**Problem statement**
For every line that contains the string "BoundingBox", pull that line out of the material below.
....
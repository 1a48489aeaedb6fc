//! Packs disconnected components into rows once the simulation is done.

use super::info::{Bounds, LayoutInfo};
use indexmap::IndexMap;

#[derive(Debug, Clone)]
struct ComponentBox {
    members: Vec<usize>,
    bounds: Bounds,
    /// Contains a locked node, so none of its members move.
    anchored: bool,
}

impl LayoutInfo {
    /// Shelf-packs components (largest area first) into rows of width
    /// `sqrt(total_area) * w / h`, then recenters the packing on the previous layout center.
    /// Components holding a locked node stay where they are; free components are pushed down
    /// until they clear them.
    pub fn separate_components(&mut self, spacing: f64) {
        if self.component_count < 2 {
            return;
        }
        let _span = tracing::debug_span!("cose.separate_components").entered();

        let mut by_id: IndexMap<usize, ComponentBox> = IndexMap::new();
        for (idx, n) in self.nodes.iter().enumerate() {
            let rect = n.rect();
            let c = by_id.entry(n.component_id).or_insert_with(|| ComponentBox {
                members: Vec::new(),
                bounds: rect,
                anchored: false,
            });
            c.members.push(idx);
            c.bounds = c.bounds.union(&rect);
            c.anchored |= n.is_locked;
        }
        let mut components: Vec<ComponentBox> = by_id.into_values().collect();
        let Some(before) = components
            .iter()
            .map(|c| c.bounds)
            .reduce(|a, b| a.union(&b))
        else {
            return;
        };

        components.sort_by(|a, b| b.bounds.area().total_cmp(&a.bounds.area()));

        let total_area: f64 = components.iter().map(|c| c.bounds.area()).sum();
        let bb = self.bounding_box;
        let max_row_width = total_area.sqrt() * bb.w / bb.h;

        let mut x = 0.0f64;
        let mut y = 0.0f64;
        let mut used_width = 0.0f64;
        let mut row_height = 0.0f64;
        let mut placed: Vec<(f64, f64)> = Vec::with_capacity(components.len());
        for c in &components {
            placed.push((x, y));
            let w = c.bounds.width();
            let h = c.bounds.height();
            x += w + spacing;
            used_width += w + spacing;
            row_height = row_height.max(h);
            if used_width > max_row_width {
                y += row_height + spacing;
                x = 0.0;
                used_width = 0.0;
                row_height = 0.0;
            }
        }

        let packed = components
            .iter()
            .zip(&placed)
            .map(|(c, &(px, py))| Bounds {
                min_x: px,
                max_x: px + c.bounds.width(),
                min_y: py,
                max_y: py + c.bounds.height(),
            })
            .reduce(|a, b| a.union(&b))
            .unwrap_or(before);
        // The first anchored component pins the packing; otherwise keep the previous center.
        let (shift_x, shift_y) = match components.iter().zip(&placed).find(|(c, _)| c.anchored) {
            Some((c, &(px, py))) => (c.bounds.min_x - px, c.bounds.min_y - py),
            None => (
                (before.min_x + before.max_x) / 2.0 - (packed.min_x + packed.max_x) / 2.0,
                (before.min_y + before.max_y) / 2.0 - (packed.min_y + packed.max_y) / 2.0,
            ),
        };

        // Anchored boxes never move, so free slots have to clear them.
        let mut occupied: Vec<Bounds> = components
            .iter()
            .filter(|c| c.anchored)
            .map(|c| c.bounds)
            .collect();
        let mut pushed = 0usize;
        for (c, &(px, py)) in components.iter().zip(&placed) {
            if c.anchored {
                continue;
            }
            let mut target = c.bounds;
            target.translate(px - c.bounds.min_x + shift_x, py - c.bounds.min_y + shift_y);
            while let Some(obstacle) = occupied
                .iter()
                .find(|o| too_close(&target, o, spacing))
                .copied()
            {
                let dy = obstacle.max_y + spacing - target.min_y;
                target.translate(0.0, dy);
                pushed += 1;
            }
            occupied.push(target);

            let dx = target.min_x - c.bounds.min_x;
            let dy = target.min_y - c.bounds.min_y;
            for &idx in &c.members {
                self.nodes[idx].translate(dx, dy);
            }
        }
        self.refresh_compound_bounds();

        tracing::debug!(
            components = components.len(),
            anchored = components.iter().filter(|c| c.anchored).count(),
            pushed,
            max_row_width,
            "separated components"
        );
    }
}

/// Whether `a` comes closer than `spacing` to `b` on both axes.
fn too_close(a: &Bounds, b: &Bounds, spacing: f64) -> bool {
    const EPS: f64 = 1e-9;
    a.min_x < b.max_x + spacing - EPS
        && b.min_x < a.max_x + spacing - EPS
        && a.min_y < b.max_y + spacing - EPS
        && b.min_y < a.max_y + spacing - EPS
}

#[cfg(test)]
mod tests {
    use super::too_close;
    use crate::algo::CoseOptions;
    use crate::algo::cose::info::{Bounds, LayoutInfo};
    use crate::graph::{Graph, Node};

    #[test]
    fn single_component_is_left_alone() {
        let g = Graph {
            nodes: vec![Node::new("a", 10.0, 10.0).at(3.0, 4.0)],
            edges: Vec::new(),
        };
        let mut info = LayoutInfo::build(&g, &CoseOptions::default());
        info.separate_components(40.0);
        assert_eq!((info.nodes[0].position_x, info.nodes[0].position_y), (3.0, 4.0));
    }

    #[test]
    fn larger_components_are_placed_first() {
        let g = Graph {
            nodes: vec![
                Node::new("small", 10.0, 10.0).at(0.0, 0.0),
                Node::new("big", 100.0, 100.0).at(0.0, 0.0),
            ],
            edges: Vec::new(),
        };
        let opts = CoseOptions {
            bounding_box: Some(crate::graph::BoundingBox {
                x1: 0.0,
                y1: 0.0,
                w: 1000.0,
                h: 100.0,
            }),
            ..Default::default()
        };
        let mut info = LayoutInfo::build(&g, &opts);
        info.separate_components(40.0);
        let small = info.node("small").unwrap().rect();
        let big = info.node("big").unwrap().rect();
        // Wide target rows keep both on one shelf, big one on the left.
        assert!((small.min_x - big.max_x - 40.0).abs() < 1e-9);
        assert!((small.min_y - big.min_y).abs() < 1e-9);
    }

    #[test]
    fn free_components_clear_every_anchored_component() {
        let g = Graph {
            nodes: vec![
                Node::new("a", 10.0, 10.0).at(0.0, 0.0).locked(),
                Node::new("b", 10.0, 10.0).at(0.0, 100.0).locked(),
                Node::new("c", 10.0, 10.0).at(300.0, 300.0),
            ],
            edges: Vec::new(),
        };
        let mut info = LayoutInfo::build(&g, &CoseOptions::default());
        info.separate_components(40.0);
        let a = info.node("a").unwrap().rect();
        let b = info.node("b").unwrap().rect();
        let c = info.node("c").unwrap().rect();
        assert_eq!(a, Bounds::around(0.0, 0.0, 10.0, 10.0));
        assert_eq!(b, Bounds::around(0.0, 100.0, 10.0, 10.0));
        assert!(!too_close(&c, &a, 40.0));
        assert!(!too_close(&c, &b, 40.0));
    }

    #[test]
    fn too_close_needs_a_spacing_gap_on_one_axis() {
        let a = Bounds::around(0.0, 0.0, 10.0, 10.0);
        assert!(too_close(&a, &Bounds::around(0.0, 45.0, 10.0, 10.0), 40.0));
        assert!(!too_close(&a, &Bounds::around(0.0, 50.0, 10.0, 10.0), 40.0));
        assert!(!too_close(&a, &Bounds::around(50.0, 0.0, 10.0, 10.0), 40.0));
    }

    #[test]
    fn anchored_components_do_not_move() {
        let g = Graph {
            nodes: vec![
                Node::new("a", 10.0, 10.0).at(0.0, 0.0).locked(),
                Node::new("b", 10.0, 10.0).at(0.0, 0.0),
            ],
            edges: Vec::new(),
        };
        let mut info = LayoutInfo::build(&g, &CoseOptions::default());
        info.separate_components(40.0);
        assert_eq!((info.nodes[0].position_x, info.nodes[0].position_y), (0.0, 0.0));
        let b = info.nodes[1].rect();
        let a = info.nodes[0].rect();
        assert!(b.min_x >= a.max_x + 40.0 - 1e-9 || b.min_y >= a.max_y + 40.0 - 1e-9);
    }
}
....
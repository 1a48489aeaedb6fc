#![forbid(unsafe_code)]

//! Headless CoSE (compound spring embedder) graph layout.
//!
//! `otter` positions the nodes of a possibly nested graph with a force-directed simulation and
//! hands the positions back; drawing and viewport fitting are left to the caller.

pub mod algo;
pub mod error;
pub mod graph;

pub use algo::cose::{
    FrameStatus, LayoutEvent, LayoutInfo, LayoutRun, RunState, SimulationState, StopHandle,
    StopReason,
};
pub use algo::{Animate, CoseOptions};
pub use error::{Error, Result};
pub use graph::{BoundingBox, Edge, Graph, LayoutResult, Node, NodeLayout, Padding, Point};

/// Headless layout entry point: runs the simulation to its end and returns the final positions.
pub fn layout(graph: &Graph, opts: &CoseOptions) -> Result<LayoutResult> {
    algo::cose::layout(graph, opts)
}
....
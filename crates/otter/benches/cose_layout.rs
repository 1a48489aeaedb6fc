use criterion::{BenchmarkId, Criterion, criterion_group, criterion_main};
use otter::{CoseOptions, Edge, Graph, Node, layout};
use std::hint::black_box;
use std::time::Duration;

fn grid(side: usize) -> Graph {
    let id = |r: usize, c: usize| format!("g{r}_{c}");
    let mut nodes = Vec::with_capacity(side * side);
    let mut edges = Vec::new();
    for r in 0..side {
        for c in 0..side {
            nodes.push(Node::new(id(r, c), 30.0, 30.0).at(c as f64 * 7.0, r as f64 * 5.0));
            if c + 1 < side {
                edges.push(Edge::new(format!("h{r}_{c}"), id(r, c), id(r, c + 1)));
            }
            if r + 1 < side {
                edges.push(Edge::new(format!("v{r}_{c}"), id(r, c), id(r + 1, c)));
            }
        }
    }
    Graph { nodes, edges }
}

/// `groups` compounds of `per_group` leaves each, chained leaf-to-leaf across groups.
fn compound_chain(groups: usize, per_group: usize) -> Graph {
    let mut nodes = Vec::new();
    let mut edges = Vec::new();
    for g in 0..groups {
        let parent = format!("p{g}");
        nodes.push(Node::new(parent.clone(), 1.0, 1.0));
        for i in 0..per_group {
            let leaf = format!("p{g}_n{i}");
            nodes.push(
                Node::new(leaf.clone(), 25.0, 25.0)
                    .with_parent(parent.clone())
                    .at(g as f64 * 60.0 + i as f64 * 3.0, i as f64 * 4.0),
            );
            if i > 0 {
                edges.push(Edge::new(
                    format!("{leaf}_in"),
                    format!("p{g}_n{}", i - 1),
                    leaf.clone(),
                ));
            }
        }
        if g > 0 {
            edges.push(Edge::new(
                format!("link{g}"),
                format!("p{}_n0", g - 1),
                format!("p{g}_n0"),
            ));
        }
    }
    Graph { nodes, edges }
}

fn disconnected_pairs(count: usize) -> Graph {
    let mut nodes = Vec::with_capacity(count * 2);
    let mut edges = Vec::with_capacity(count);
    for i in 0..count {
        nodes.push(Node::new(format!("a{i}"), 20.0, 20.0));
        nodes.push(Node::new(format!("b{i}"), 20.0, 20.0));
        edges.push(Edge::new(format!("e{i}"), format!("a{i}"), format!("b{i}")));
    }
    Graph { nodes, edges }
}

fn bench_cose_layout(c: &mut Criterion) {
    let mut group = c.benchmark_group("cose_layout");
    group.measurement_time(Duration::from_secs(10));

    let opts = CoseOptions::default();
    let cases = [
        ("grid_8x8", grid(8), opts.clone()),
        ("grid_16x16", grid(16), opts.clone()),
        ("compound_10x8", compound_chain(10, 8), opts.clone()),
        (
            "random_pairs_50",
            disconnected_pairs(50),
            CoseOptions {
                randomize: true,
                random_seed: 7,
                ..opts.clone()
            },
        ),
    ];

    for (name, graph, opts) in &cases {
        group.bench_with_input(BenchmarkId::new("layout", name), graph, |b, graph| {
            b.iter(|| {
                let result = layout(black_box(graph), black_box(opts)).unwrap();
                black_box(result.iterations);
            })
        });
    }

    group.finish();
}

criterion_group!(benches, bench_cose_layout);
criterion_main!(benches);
....
**Problem solution**
            bounding_box: Some(crate::graph::BoundingBox {
pub use graph::{BoundingBox, Edge, Graph, LayoutResult, Node, NodeLayout, Padding, Point};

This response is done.